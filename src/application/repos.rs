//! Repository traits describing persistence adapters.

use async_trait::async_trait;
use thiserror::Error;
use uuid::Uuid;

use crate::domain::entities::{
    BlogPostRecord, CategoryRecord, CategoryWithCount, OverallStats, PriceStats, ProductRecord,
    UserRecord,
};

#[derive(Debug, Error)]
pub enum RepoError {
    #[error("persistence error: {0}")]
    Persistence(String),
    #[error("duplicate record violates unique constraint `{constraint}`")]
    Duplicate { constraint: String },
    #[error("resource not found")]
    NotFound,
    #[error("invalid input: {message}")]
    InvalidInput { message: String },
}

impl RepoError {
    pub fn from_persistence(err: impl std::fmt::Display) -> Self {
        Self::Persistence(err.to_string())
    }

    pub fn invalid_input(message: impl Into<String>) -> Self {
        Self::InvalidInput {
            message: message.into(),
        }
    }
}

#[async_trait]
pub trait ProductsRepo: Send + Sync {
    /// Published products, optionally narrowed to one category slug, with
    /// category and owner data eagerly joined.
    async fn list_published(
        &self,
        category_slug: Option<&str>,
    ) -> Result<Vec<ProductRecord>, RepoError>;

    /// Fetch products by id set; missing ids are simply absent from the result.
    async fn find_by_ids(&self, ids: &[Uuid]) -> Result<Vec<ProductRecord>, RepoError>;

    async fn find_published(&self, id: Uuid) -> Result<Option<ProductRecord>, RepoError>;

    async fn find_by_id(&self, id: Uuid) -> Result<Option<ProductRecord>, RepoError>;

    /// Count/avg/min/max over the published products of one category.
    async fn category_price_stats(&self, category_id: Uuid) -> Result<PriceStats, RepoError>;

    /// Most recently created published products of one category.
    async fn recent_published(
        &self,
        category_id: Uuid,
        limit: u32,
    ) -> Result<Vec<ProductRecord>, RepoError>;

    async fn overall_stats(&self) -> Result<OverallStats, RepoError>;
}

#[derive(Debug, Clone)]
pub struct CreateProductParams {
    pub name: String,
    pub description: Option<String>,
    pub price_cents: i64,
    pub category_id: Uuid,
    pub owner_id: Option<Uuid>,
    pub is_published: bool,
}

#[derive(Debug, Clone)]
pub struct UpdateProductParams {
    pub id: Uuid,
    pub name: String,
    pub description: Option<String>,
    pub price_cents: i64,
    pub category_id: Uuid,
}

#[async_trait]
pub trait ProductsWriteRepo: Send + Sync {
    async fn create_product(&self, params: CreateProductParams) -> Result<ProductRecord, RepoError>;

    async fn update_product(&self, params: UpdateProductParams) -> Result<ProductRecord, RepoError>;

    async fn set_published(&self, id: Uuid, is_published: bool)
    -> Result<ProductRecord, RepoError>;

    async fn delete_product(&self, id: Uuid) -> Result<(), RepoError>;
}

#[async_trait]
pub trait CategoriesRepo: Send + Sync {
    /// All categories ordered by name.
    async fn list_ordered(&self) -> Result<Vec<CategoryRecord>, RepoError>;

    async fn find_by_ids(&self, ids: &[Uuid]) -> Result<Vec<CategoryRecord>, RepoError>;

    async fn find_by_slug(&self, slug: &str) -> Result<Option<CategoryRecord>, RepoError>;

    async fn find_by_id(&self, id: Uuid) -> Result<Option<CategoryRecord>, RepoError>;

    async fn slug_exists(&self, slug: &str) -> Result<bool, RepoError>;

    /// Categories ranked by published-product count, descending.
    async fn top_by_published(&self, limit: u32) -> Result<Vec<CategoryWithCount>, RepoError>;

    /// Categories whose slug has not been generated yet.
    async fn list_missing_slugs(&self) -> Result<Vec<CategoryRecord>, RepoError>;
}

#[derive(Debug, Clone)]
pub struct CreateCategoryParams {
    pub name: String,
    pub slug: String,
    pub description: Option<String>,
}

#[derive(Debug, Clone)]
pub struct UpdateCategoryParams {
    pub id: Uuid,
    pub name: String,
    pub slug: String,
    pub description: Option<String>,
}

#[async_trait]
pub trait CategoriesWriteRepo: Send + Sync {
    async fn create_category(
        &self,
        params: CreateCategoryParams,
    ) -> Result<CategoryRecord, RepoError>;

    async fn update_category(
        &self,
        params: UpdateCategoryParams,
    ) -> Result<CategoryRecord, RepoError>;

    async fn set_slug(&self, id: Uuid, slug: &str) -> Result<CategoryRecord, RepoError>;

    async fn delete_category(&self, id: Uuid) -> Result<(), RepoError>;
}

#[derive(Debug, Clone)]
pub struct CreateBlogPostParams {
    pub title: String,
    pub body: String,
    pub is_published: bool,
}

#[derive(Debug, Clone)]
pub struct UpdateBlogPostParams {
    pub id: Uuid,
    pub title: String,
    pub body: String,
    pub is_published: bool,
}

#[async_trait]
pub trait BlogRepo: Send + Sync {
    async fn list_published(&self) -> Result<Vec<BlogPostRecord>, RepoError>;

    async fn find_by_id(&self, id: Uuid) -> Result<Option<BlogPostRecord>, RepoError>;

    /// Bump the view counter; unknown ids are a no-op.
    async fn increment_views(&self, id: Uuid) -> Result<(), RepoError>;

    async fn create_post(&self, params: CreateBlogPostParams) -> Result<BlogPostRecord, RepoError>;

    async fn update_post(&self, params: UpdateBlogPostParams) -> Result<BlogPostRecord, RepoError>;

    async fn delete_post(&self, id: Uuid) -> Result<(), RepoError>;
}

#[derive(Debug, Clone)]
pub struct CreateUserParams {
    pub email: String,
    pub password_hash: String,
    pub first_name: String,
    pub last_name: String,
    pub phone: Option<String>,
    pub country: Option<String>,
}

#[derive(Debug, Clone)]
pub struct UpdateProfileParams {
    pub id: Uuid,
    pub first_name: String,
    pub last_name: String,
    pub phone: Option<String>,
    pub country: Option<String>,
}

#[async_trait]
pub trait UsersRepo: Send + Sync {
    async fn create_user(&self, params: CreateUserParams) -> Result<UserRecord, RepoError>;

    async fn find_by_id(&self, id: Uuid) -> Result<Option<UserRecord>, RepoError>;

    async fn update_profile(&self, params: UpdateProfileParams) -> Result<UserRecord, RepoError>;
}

________________________________________

▶ _Work instructions_: Copy every line of the material above in which the word "UpdateProfileParams" appears.

▶ _Answer_:
pub struct UpdateProfileParams {
    async fn update_profile(&self, params: UpdateProfileParams) -> Result<UserRecord, RepoError>;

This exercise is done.